Sumario
- La protesta de la cárcel de Canaleta, por las condiciones insalubres y falta de atención médica, derivó en denuncias de tortura, traslados, desapariciones y un aumento de la represión.
El Centro de Documentación de Prisiones cubanas (CDPC) denunció malos tratos contra un grupo de reclusos involucrados en la protesta del 19 de febrero en la Prisión Provincial de Ciego de Ávila, ubicada en Canaleta.
El motín fue provocado por las pésimas condiciones de vida y la falta de atención médica y derivó en fuertes enfrentamientos entre los internos y la guarnición que usó violencia física y gas pimienta.
“Muchas de las consecuencias derivadas de la manifestación fueron injustas, precisamente porque violan derechos humanos de los reclusos que se manifestaron. Entre esas violaciones se encuentra la tortura física, sobre todo con la intervención de las tropas y las autoridades penitenciarias y el traslado de los mismos reclusos hacia otros centros penitenciarios”, indicó el doctor en Ciencias Sociales Leduan Ramírez, investigador principal del CDPC.
De acuerdo a las indagaciones de la entidad, con sede principal en México, alrededor de 25 reos habrían sido reubicados a la Prisión Kilo 8, en Camagüey, y otros 25 a Kilo 7, en la misma provincia.
Otros dos presos fueron trasladados a la Prisión de máxima severidad Boniatico, en Santiago de Cuba.
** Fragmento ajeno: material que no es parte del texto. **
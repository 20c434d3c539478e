//! One pinned worker thread per partition
//!
//! ```text
//! Created -> Pinned -> WaitingAtStart -> Executing -> WaitingAtEnd -> Joined
//! ```
//!
//! A worker that cannot be pinned still arrives at the start barrier so its
//! peers are not left waiting; it raises the shared abort flag first, and
//! every worker checks that flag once the start barrier opens.

use std::fmt;
use std::sync::atomic::{AtomicBool, Ordering};

use serde::Serialize;

use membw_mem::{SimdLevel, StreamElement, kernel};
use membw_osal::pin_current_thread_to;

use crate::barrier::TrialBarrier;
use crate::error::BenchError;
use crate::partition::Partition;

#[derive(Debug, Clone, Copy, PartialEq, Eq)]
pub enum WorkerPhase {
    Created,
    Pinned,
    WaitingAtStart,
    Executing,
    WaitingAtEnd,
    Joined,
}

impl fmt::Display for WorkerPhase {
    fn fmt(&self, f: &mut fmt::Formatter<'_>) -> fmt::Result {
        let name = match self {
            WorkerPhase::Created => "created",
            WorkerPhase::Pinned => "pinned",
            WorkerPhase::WaitingAtStart => "waiting at start barrier",
            WorkerPhase::Executing => "executing",
            WorkerPhase::WaitingAtEnd => "waiting at end barrier",
            WorkerPhase::Joined => "joined",
        };
        f.write_str(name)
    }
}

/// Timing produced by one worker for one trial.
#[derive(Debug, Clone, Copy, PartialEq, Serialize)]
pub struct WorkerReport {
    pub worker: usize,
    pub cpu: usize,
    pub elements: usize,
    /// Start barrier release to end barrier release, in seconds
    pub elapsed_seconds: f64,
}

/// State shared by all workers of one trial.
#[derive(Debug)]
pub struct TrialShared<'a> {
    pub barrier: &'a TrialBarrier,
    pub abort: &'a AtomicBool,
    pub level: SimdLevel,
    pub pin: bool,
}

/// Cancels the barrier if the worker unwinds, so peers do not wait forever.
struct CancelOnPanic<'a>(&'a TrialBarrier);

impl Drop for CancelOnPanic<'_> {
    fn drop(&mut self) {
        if std::thread::panicking() {
            self.0.cancel();
        }
    }
}

pub struct Worker<'a, T: StreamElement> {
    partition: Partition,
    src: &'a [T],
    dst: &'a mut [T],
    shared: &'a TrialShared<'a>,
    phase: WorkerPhase,
}

impl<'a, T: StreamElement> Worker<'a, T> {
    pub fn new(
        partition: Partition,
        src: &'a [T],
        dst: &'a mut [T],
        shared: &'a TrialShared<'a>,
    ) -> Self {
        debug_assert_eq!(src.len(), partition.len);
        debug_assert_eq!(dst.len(), partition.len);
        Self {
            partition,
            src,
            dst,
            shared,
            phase: WorkerPhase::Created,
        }
    }

    fn enter(&mut self, phase: WorkerPhase) {
        log::trace!(
            "worker {} (cpu {}): {} -> {}",
            self.partition.worker,
            self.partition.cpu,
            self.phase,
            phase
        );
        self.phase = phase;
    }

    /// Runs the worker to completion on the calling thread.
    pub fn run(mut self) -> Result<WorkerReport, BenchError> {
        let shared = self.shared;
        let _guard = CancelOnPanic(shared.barrier);
        let Partition { worker, cpu, .. } = self.partition;

        let pinned = if shared.pin {
            pin_current_thread_to(cpu)
        } else {
            Ok(())
        };
        match &pinned {
            Ok(()) => self.enter(WorkerPhase::Pinned),
            Err(err) => {
                log::debug!("worker {} could not be pinned to CPU {}: {}", worker, cpu, err);
                shared.abort.store(true, Ordering::Release);
            }
        }

        self.enter(WorkerPhase::WaitingAtStart);
        shared.barrier.wait()?;

        if let Err(source) = pinned {
            return Err(BenchError::Affinity { worker, source });
        }
        if shared.abort.load(Ordering::Acquire) {
            return Err(BenchError::Aborted { worker });
        }

        self.enter(WorkerPhase::Executing);
        let start = membw_osal::now();
        kernel::stream_copy_at(shared.level, self.src, self.dst);

        self.enter(WorkerPhase::WaitingAtEnd);
        shared.barrier.wait()?;
        let elapsed_seconds = membw_osal::now() - start;

        self.enter(WorkerPhase::Joined);
        Ok(WorkerReport {
            worker,
            cpu,
            elements: self.partition.len,
            elapsed_seconds,
        })
    }
}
“No es un evento completamente novedoso, es justamente una consecuencia de esas condiciones insalubres de hacinamiento y, por supuesto, de violaciones constantes”, subrayó el experto.
El Centro de Documentación de Prisiones cubanas mostró preocupación por el paradero desconocido del preso político Orlando Almenares Reyes, uno de los principales actores que permitió al mundo conocer lo que ocurría en Canaleta.
Igualmente, manifestó su inquietud por información divulgada en redes sociales sobre el preso político Danisbel Labrada Morales, al que las autoridades señalan “como uno de los principales líderes del motín, buscando encausarlo nuevamente”.
De ser cierto el nuevo proceso abierto a Labrada Morales, sería un signo de que el Ministerio del Interior (MININT) pretende ser consecuente con lo dicho, un día después de los acontecimientos de Canaleta, que se procedería con "el rigor de la legalidad socialista en beneficio de la seguridad colectiva".
“Ese comunicado -que no menciona heridos, no menciona traslados, no menciona el uso de fuerza, y no menciona a los familiares que llevan días sin noticias de sus seres queridos- constituye, sin embargo, una validación indirecta de las denuncias realizadas por organizaciones de derechos humanos y diversas voces desde dentro y fuera de Cuba”, destaca el Centro en su nota.
De igual modo recuerda que las Reglas Mandela de Naciones Unidas establecen que los traslados utilizados como represalia por denuncias o participación en protestas constituyen una violación del derecho internacional.
Ramírez recalcó que la opacidad sobre la represión en Canaleta y el desamparo de las víctimas reafirman la existencia de un patrón de "injusticia premeditada" por parte de las autoridades penitenciarias.